Don’t ask how many fingers you’re holding up, either.
“They want to know what I can see,” Miller said. “I can see a billboard, but probably not what it says. In school, I use glasses with telescopes to see the board.”
Miller, a Southwestern Michigan College communications major who wants to become head writer of her own soap opera, is in her second year of residence-hall living on the Dowagiac campus after reigning as Miss Three Oaks/River Valley 2015.
Preparing for Miss Blossomtime, “I went from not knowing how to curl my hair or do makeup to full-blown stage hair and makeup, how to walk in high heels and speak onstage. It helped me grow into the person I am.

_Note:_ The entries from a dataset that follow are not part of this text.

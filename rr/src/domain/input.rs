//! Input payload parsing

use std::io::Read;

use serde::{Deserialize, Serialize};
use tracing::debug;

use super::Task;
use crate::error::InputError;

/// A time range the new schedule must avoid
#[derive(Debug, Clone, PartialEq, Eq, Serialize, Deserialize)]
pub struct BlockedSlot {
    pub start: String,
    pub end: String,
}

/// Everything a caller hands to one run
#[derive(Debug, Clone, Default, PartialEq, Eq, Deserialize)]
#[serde(rename_all = "camelCase")]
pub struct RescheduleInput {
    pub tasks: Vec<Task>,

    #[serde(default)]
    pub blocked_slots: Vec<BlockedSlot>,

    #[serde(default)]
    pub current_mood: Option<String>,

    /// Day being rescheduled (`YYYY-MM-DD`), rendered as a hint only
    #[serde(default)]
    pub date: Option<String>,
}

impl RescheduleInput {
    /// Input made of tasks alone
    pub fn from_tasks(tasks: Vec<Task>) -> Self {
        Self {
            tasks,
            ..Default::default()
        }
    }

    /// Parse a JSON document
    ///
    /// An object must carry `tasks`; a bare array is taken as the task list.
    pub fn from_json(text: &str) -> Result<Self, InputError> {
        debug!(len = text.len(), "RescheduleInput::from_json: called");
        let value: serde_json::Value = serde_json::from_str(text).map_err(InputError::Syntax)?;

        match value {
            serde_json::Value::Array(_) => {
                debug!("RescheduleInput::from_json: bare task array");
                let tasks = serde_json::from_value(value).map_err(InputError::Payload)?;
                Ok(Self::from_tasks(tasks))
            }
            serde_json::Value::Object(_) => {
                debug!("RescheduleInput::from_json: object payload");
                serde_json::from_value(value).map_err(InputError::Payload)
            }
            serde_json::Value::Null => Err(InputError::UnexpectedShape("null")),
            serde_json::Value::Bool(_) => Err(InputError::UnexpectedShape("a boolean")),
            serde_json::Value::Number(_) => Err(InputError::UnexpectedShape("a number")),
            serde_json::Value::String(_) => Err(InputError::UnexpectedShape("a string")),
        }
    }

    /// Read the whole stream and parse it
    pub fn from_reader<R: Read>(mut reader: R) -> Result<Self, InputError> {
        let mut text = String::new();
        reader.read_to_string(&mut text)?;
        Self::from_json(&text)
    }

    /// The current mood, if one was given and is not blank
    pub fn mood(&self) -> Option<&str> {
        self.current_mood.as_deref().map(str::trim).filter(|m| !m.is_empty())
    }
}

#[cfg(test)]
mod tests {
    use super::*;

    #[test]
    fn test_full_payload() {
        let json = r#"{
            "tasks":[{"id":1,"task":"Write report","mood":"Focused","timestamp":"2025-06-11T08:00:00","length":60}],
            "blockedSlots":[{"start":"2025-06-11T10:00:00","end":"2025-06-11T10:30:00"}],
            "currentMood":"Tired"
        }"#;
        let input = RescheduleInput::from_json(json).unwrap();

        assert_eq!(input.tasks.len(), 1);
        assert_eq!(input.blocked_slots.len(), 1);
        assert_eq!(input.blocked_slots[0].start, "2025-06-11T10:00:00");
        assert_eq!(input.mood(), Some("Tired"));
        assert!(input.date.is_none());
    }

    #[test]
    fn test_optional_fields_default() {
        let input = RescheduleInput::from_json(r#"{"tasks":[]}"#).unwrap();
        assert!(input.tasks.is_empty());
        assert!(input.blocked_slots.is_empty());
        assert!(input.mood().is_none());
    }

    #[test]
    fn test_blank_mood_is_none() {
        let input = RescheduleInput::from_json(r#"{"tasks":[],"currentMood":"   "}"#).unwrap();
        assert!(input.mood().is_none());
    }

    #[test]
    fn test_missing_tasks_is_input_error() {
        let err = RescheduleInput::from_json(r#"{"blockedSlots": []}"#).unwrap_err();
        assert!(matches!(err, InputError::Payload(_)));
        assert!(err.to_string().contains("tasks"));
    }

    #[test]
    fn test_invalid_json_is_input_error() {
        let err = RescheduleInput::from_json("{not json").unwrap_err();
        assert!(matches!(err, InputError::Syntax(_)));
    }

    #[test]
    fn test_bare_array_is_task_list() {
        let json = r#"[{"id":3,"task":"Read","mood":"Creative","timestamp":"2025-06-11T11:00:00","length":20}]"#;
        let input = RescheduleInput::from_json(json).unwrap();
        assert_eq!(input.tasks.len(), 1);
        assert_eq!(input.tasks[0].id, 3);
        assert!(input.blocked_slots.is_empty());
    }

    #[test]
    fn test_scalar_is_rejected() {
        let err = RescheduleInput::from_json("42").unwrap_err();
        assert!(matches!(err, InputError::UnexpectedShape("a number")));
    }

    #[test]
    fn test_from_reader() {
        let input = RescheduleInput::from_reader(r#"{"tasks":[]}"#.as_bytes()).unwrap();
        assert!(input.tasks.is_empty());
    }
}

I did not win, but remember leaving that night thinking I did. I’m different and okay with that.”
“Grandmas watch soap operas, but so does every man in my family. It’s an interesting form of storytelling. I took Winter to a soap opera convention and met some of the cast of ‘The Young and the Restless.’”
Winter also attended a Taylor Swift concert
“Before I had Winter, I didn’t want to go to college,” Miller said.

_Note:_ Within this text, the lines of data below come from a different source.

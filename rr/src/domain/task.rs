//! Task type

use serde::{Deserialize, Serialize};

/// One unit of work to place on today's schedule
///
/// `id` uniqueness and a positive `length` are expected but not checked; the
/// values are forwarded to the reasoning service as given. `length` must be a
/// whole number of minutes and `timestamp` must be present.
#[derive(Debug, Clone, PartialEq, Eq, Serialize, Deserialize)]
pub struct Task {
    pub id: i64,

    /// Display name
    #[serde(alias = "name", default)]
    pub task: String,

    /// Affective tag(s) attached to the task
    #[serde(default)]
    pub mood: Mood,

    /// Previously scheduled time (ISO-8601)
    pub timestamp: String,

    /// Minutes the task occupies
    pub length: i64,

    #[serde(rename = "isLocked", default, skip_serializing_if = "Option::is_none")]
    pub is_locked: Option<bool>,

    #[serde(rename = "isCompleted", default, skip_serializing_if = "Option::is_none")]
    pub is_completed: Option<bool>,
}

/// A single mood tag or a list of them
///
/// Older clients send one string, the mobile client sends a list. Either form
/// is forwarded unchanged.
#[derive(Debug, Clone, PartialEq, Eq, Serialize, Deserialize)]
#[serde(untagged)]
pub enum Mood {
    One(String),
    Many(Vec<String>),
}

impl Default for Mood {
    fn default() -> Self {
        Mood::One(String::new())
    }
}
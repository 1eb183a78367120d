//! Embedded prompts
//!
//! These are compiled into the binary from .pmt files at build time.

use tracing::debug;

/// Rescheduling instruction prompt
pub const RESCHEDULE: &str = include_str!("../../prompts/reschedule.pmt");

/// Get the embedded prompt by name
pub fn get_embedded(name: &str) -> Option<&'static str> {
    debug!(%name, "get_embedded: called");
    match name {
        "reschedule" => Some(RESCHEDULE),
        _ => {
            debug!("get_embedded: no match found");
            None
        }
    }
}
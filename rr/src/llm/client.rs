//! LlmClient trait definition

use async_trait::async_trait;

use super::{CompletionRequest, CompletionResponse, LlmError};

/// Stateless LLM client - each call is independent (fresh context)
///
/// Nothing is carried between calls and nothing is retried: one request, one
/// answer or one error.
#[async_trait]
pub trait LlmClient: Send + Sync {
    /// Send a single completion request (blocking until complete)
    async fn complete(&self, request: CompletionRequest) -> Result<CompletionResponse, LlmError>;

    /// Provider name for logging
    fn provider(&self) -> &'static str;
}
use std::process::Command;

fn main() {
    let describe = Command::new("git")
        .args(["describe", "--tags", "--always", "--dirty"])
        .output()
        .ok()
        .filter(|out| out.status.success())
        .and_then(|out| String::from_utf8(out.stdout).ok())
        .map(|s| s.trim().to_string())
        .filter(|s| !s.is_empty())
        .unwrap_or_else(|| env!("CARGO_PKG_VERSION").to_string());

    println!("cargo:rustc-env=GIT_DESCRIBE={}", describe);
    println!("cargo:rerun-if-changed=.git/HEAD");
}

“I was scared to leave my house. I feared being judged. I can grocery shop by myself, but take longer. People stare and make comments. Because of my vision loss, my hearing is extremely good. If you want to talk about me, say it to my face. I wasn’t going out for the pageant because people would say, ‘She only won because they felt sorry for her.’ People did say that. I wanted to say, no, I won because I’m very confident.”
Miller, from Sawyer, toured Berrien County middle schools last year.
She addressed fellow students Dec. 13 who see “that blind girl with the dog. Blindness is a spectrum disorder. I’m on the mild end.”
Septo-optic dysplasia means, “My optic nerve is not fully developed. There’s no way my vision can be corrected, nor can it worsen,” Miller said. “If I had an opportunity to correct it, I probably wouldn’t because I’ve spent 20 years this way. I would have to relearn how to live and get rid of my best friend.”
The oldest of three children attended Montessori school until first grade, then Bridgman Public Schools until graduation.
“I went to prom and lived a normal high school experience,” said Miller, though anxiety accompanied visual impairment.
“I was a normal kid, playing with siblings, friends and cousins, roller skating and swimming. But middle school, when sports start, I was not as normal. Anxiety can be powerful and take over your life. I started pulling my hair. I stopped on my own after a year.”
A cheerleader in seventh and eighth grade, when she went for her physical, the doctor asked, “Are you doing that on purpose or are your eyes always funny?”
Her mother, Lori, looked into guide dogs when Miller was 16.
“No way I was traveling to California or New York for a month away from my family,” she said. “We were fortunate to find Leader Dogs for the Blind in Rochester. They match dogs to your height, weight and pace. I wanted a female Golden Retriever. I can see which way traffic goes, but I will never be able to drive. I drove a lawn mower once — into a tree because they didn’t tell me where the brake was.”
During a week in Rochester in March of junior year, “My instructor blindfolded me, which was terrifying,” she said. “I don’t have enough sight as it is, so when you make it totally dark I panic. She drives around, gives me a GPS and says, ‘Find your way back.’ I was hyperventilating. I thought I would be abducted, then ‘Criminal Minds’ would have to find me. I’m very religious. I prayed. Lo and behold, I found my way.”
“I don’t remember life before Winter,” Miller said. “Our first night at bedtime she put her paw on my hand. Anybody who knows Winter knows she only holds hands with people she loves.”
“Winter goes to work with me. My family owns cancer boutiques that give wigs and breast prosthetics to patients. I’m the receptionist and head of marketing. Cancer patients go through lots, but when they come to the front desk and see this dog, their faces light up.”
The Miller home has two cats, two Chihuahuas and a senior “mutt,” Phoebe, “the only thing Winter is scared of.”
Why is Winter, one of nine black puppies from a Golden Retriever dad and a chocolate Lab mom named for a snowy season?
Winter was the 10th Leader Dog for her “puppy raiser.”
“She named her Winter because she was born in November, they got her around Christmas” and sounded better than Icicle or Ornament.